The world of product development is becoming increasingly integrated. Our goal is to manage the increasing complexity in the design of Chrysler Group products while reducing cost, improving quality, increasing content and functionality, pursuing innovation and bringing it to market quicker.

One of the ways we're meeting the challenge is with model-based development in our electrical engineering group. It offers us a unique opportunity to succeed in this complex environment.

Nowhere are systems more integrated than in a vehicle's electrical components. During the design and development of cabin electrical features and audio and telematics, our engineers are applying model-based development to manage complexity and bring new features to market with increasing speed and ever-improving quality and lower costs.

With our new tools, the different possibilities that could occur in our customers' experience can be duplicated on screen. In addition to working on stand-alone features such as door locks; modeling engineers integrate these features into modules that can hold up to 500 to 600 mapped electrical signals each. Engineers can test how the features function together to ensure quality.

We've amassed a library of features developed using model-based development, which has allowed us to make gains in quality. With our common architectures and our goal to be common between vehicle lines, one feature, such as door locks, is common on all Chrysler Group models. If an issue arises or a change is made to improve the feature, the adjustments are made across all vehicles at the same time. With a core library of time-tested, production-level features certified for quality and reliability, we no longer reinvent the wheel with each new vehicle program.

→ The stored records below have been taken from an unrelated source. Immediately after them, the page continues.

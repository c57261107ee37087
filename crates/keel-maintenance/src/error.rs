use keel_core::{HostId, MaintenanceMode};
use keel_state::StateError;
use keel_tasks::TaskError;
use thiserror::Error;

pub type MaintenanceResult<T> = Result<T, MaintenanceError>;

#[derive(Debug, Error)]
pub enum MaintenanceError {
    #[error("not the leading scheduler")]
    NotLeader,

    #[error("host {host} cannot move from {from} to {to}")]
    IllegalTransition {
        host: HostId,
        from: MaintenanceMode,
        to: MaintenanceMode,
    },

    #[error("maintenance state storage failed: {0}")]
    Storage(#[from] StateError),

    #[error("task eviction failed: {0}")]
    Eviction(#[from] TaskError),
}
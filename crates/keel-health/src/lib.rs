//! keel-health — liveness primitives for the Keel scheduler.
//!
//! [`PulseMonitor`] answers "has this key checked in recently?" and backs the
//! GC executor launcher's per-host cadence. [`Backoff`] tracks consecutive
//! failures and grows a retry delay exponentially, resetting on success;
//! the scheduler lifecycle uses it between failed leadership terms.

pub mod backoff;
pub mod pulse;

pub use backoff::Backoff;
pub use pulse::PulseMonitor;
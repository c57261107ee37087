//! JobManager capability and tagged dispatch.

use std::sync::Arc;

use serde::Serialize;
use tracing::info;

use keel_core::{JobKey, JobKind, JobSpec, TaskId};

use crate::error::{JobError, JobResult};

/// What a manager did with a job.
#[derive(Debug, Clone, PartialEq, Eq, Serialize)]
pub struct JobReceipt {
    pub key: JobKey,
    pub manager: &'static str,
    /// Tasks created right away. Empty for jobs that run later.
    pub tasks: Vec<TaskId>,
}

pub trait JobManager: Send + Sync {
    fn name(&self) -> &'static str;

    fn accepts(&self, kind: &JobKind) -> bool;

    fn receive_job(&self, job: &JobSpec) -> JobResult<JobReceipt>;
}

/// Ordered set of managers. The first that accepts a job's kind gets it.
#[derive(Default)]
pub struct JobManagers {
    managers: Vec<Arc<dyn JobManager>>,
}

impl JobManagers {
    pub fn new() -> Self {
        Self::default()
    }

    pub fn with_manager(mut self, manager: Arc<dyn JobManager>) -> Self {
        self.managers.push(manager);
        self
    }

    pub fn submit(&self, job: JobSpec) -> JobResult<JobReceipt> {
        if job.instances == 0 {
            return Err(JobError::InvalidJob {
                key: job.key,
                reason: "instances must be at least 1".into(),
            });
        }
        let manager = self
            .managers
            .iter()
            .find(|m| m.accepts(&job.kind))
            .ok_or_else(|| JobError::NoManager {
                key: job.key.clone(),
                kind: kind_name(&job.kind),
            })?;
        let receipt = manager.receive_job(&job)?;
        info!(job = %job.key, manager = manager.name(), tasks = receipt.tasks.len(), "job received");
        Ok(receipt)
    }
}

pub(crate) fn kind_name(kind: &JobKind) -> &'static str {
    match kind {
        JobKind::Immediate => "immediate",
        JobKind::Cron { .. } => "cron",
    }
}
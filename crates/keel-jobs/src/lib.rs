//! keel-jobs — turning job definitions into pending tasks.
//!
//! Job ingestion is a tagged dispatch: [`JobManagers::submit`] hands a
//! [`JobSpec`](keel_core::JobSpec) to the first manager that accepts its
//! [`JobKind`](keel_core::JobKind). Managers never mutate tasks directly;
//! they only call `insert_pending` (and, for cron collisions, `transition`)
//! on the task state machine.
//!
//! # Components
//!
//! - **`manager`** — `JobManager` capability and the dispatching registry
//! - **`immediate`** — Creates a job's tasks as soon as it arrives
//! - **`cron_manager`** — Persists cron jobs and fires them on schedule while leader

pub mod cron_manager;
pub mod error;
pub mod immediate;
pub mod manager;

pub use cron_manager::{CronJobManager, CronSchedule};
pub use error::{JobError, JobResult};
pub use immediate::ImmediateJobManager;
pub use manager::{JobManager, JobManagers, JobReceipt};
//! keeld — the Keel scheduler daemon.
//!
//! # Usage
//!
//! ```text
//! keeld run --config /etc/keel/keel.toml --data-dir /var/lib/keel
//! keeld run --metrics-file /var/lib/node_exporter/keel.prom
//! keeld check-config --config /etc/keel/keel.toml
//! ```
//!
//! Exits with status 1 on fatal errors so a supervisor can restart it.

use std::path::{Path, PathBuf};
use std::sync::Arc;
use std::time::Duration;

use clap::{Parser, Subcommand, ValueEnum};
use tokio::sync::watch;
use tracing::{error, info, warn};

use keel_core::{KeelConfig, SystemClock};
use keel_lifecycle::LeaderGroup;
use keel_state::StateStore;
use keeld::{ControlPlane, LoopbackResourceManager};

#[derive(Parser)]
#[command(name = "keeld", about = "Keel cluster scheduler daemon")]
struct Cli {
    /// Log output format.
    #[arg(long, value_enum, default_value = "text", global = true)]
    log_format: LogFormat,

    #[command(subcommand)]
    command: Command,
}

#[derive(Clone, Copy, ValueEnum)]
enum LogFormat {
    Text,
    Json,
}

#[derive(Subcommand)]
enum Command {
    /// Run a standalone scheduler against the loopback resource manager.
    Run {
        /// Path to keel.toml. Defaults apply when omitted.
        #[arg(long)]
        config: Option<PathBuf>,

        /// Data directory for persistent state. Overrides `scheduler.data_dir`.
        #[arg(long)]
        data_dir: Option<PathBuf>,

        /// Replica identity used in leader election.
        #[arg(long, default_value = "keel-0")]
        replica_id: String,

        /// Interval between loopback offer rounds, in milliseconds.
        #[arg(long, default_value = "1000")]
        offer_interval_ms: u64,

        /// Write Prometheus metrics to this file (textfile collector format).
        #[arg(long)]
        metrics_file: Option<PathBuf>,

        /// Seconds between metrics file rewrites.
        #[arg(long, default_value = "15")]
        metrics_interval_secs: u64,
    },

    /// Parse and validate a config file, then print the effective config.
    CheckConfig {
        #[arg(long)]
        config: PathBuf,
    },
}

fn init_tracing(format: LogFormat) {
    let filter = tracing_subscriber::EnvFilter::try_from_default_env()
        .unwrap_or_else(|_| tracing_subscriber::EnvFilter::new("info,keeld=debug,keel=debug"));
    let builder = tracing_subscriber::fmt().with_env_filter(filter);
    match format {
        LogFormat::Text => builder.init(),
        LogFormat::Json => builder.json().init(),
    }
}

fn load_config(path: Option<&Path>) -> anyhow::Result<KeelConfig> {
    match path {
        Some(path) => Ok(KeelConfig::from_file(path)?),
        None => Ok(KeelConfig::default()),
    }
}

#[tokio::main]
async fn main() -> anyhow::Result<()> {
    let cli = Cli::parse();
    init_tracing(cli.log_format);

    match cli.command {
        Command::Run {
            config,
            data_dir,
            replica_id,
            offer_interval_ms,
            metrics_file,
            metrics_interval_secs,
        } => {
            let mut config = load_config(config.as_deref())?;
            if let Some(dir) = data_dir {
                config.scheduler.data_dir = dir;
            }
            let metrics = metrics_file.map(|path| (path, Duration::from_secs(metrics_interval_secs.max(1))));
            run_standalone(config, &replica_id, Duration::from_millis(offer_interval_ms), metrics).await
        }
        Command::CheckConfig { config } => {
            let config = KeelConfig::from_file(&config)?;
            println!("{}", serde_json::to_string_pretty(&config)?);
            Ok(())
        }
    }
}

async fn run_standalone(
    config: KeelConfig,
    replica: &str,
    offer_interval: Duration,
    metrics: Option<(PathBuf, Duration)>,
) -> anyhow::Result<()> {
    info!(cluster = %config.scheduler.cluster_name, replica, "keel daemon starting in standalone mode");

    std::fs::create_dir_all(&config.scheduler.data_dir)?;
    let db_path = config.scheduler.data_dir.join("keel.redb");
    let store = StateStore::open(&db_path)?;
    info!(path = ?db_path, "state store opened");

    let group = LeaderGroup::new(config.leadership.session_timeout());
    let manager = Arc::new(LoopbackResourceManager::new(config.hosts.clone(), offer_interval));
    let plane = Arc::new(ControlPlane::build(
        config,
        store,
        SystemClock::shared(),
        replica,
        Arc::new(group.member(replica)),
        manager,
    )?);

    let (shutdown_tx, shutdown_rx) = watch::channel(false);
    tokio::spawn(async move {
        match tokio::signal::ctrl_c().await {
            Ok(()) => info!("shutdown signal received"),
            Err(e) => error!(error = %e, "failed to listen for ctrl-c, shutting down"),
        }
        let _ = shutdown_tx.send(true);
    });

    if let Some((path, interval)) = metrics {
        info!(path = ?path, ?interval, "writing metrics file");
        tokio::spawn(write_metrics(plane.clone(), path, interval, shutdown_rx.clone()));
    }

    if let Err(e) = plane.run(shutdown_rx).await {
        error!(error = %e, "keel daemon terminated");
        return Err(e);
    }
    info!("keel daemon stopped");
    Ok(())
}

/// Rewrite the metrics file every `interval` until shutdown.
///
/// Writes go to a sibling temp file first so readers never see a partial file.
async fn write_metrics(
    plane: Arc<ControlPlane>,
    path: PathBuf,
    interval: Duration,
    mut shutdown_rx: watch::Receiver<bool>,
) {
    let tmp = path.with_extension("prom.tmp");
    let mut ticker = tokio::time::interval(interval);
    loop {
        tokio::select! {
            _ = ticker.tick() => {
                let body = plane.render_metrics();
                let written = match tokio::fs::write(&tmp, body).await {
                    Ok(()) => tokio::fs::rename(&tmp, &path).await,
                    Err(e) => Err(e),
                };
                if let Err(e) = written {
                    warn!(path = ?path, error = %e, "failed to write metrics file");
                }
            }
            result = shutdown_rx.changed() => {
                if result.is_err() || *shutdown_rx.borrow() {
                    break;
                }
            }
        }
    }
}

We use behavior-modeling technology to meet the needs of our customers in the field of automotive telematics, as we strive to be on the cutting edge of the next “big thing” in vehicle assistance, infotainment, mobile commerce, navigation and tele-diagnostics.

Every day, potential new features and services are being developed for our customers. The opportunities in telematics are endless, as well as the challenges. There are many questions to ask, such as should the new feature be embedded in the vehicle or in a customer's portable device? What common standard interfaces need to be developed? How do we provide a common user interface that is fast, direct and safe to use in-vehicle? Is it user-friendly?

Entertainment systems based on digital mass storage are becoming well established and will be a major factor in telematics for the next 10 to 15 years, and portable devices are changing the game. Do our customers want fixed navigation in the vehicle? Or would they prefer something portable? What about their PDAs? Can we provide innovative and inexpensive ways to allow our customers to store portable, personal information in their vehicles?

Telematics includes many of the most complex systems available in vehicles, and the rate of complexity continues to outpace other vehicle systems. The explosive growth in telematics has presented quality challenges.

As an industry, we've made good progress with improving quality. Overall vehicle quality (as measured by J.D. Power's Initial Quality Survey) has improved by more than 32% over the last six years. Over the same period, electrical components have shown a somewhat smaller quality improvement rate of more than 20%.

Customers want their features to work right the first time, seamlessly, transparently and intuitively. Our behavior modeling tools provide a means of simulating different customer situations before we create the first prototype and are proving to be invaluable to us in designing these systems for real world use.

Model-based development and behavior modeling tools are helping us to manage the increasing electronic complexities in our vehicles and have cut development time from five years to 24 to 36 months.


Bill Mattingly is vice president of electrical/electronics engineering at Chrysler Group.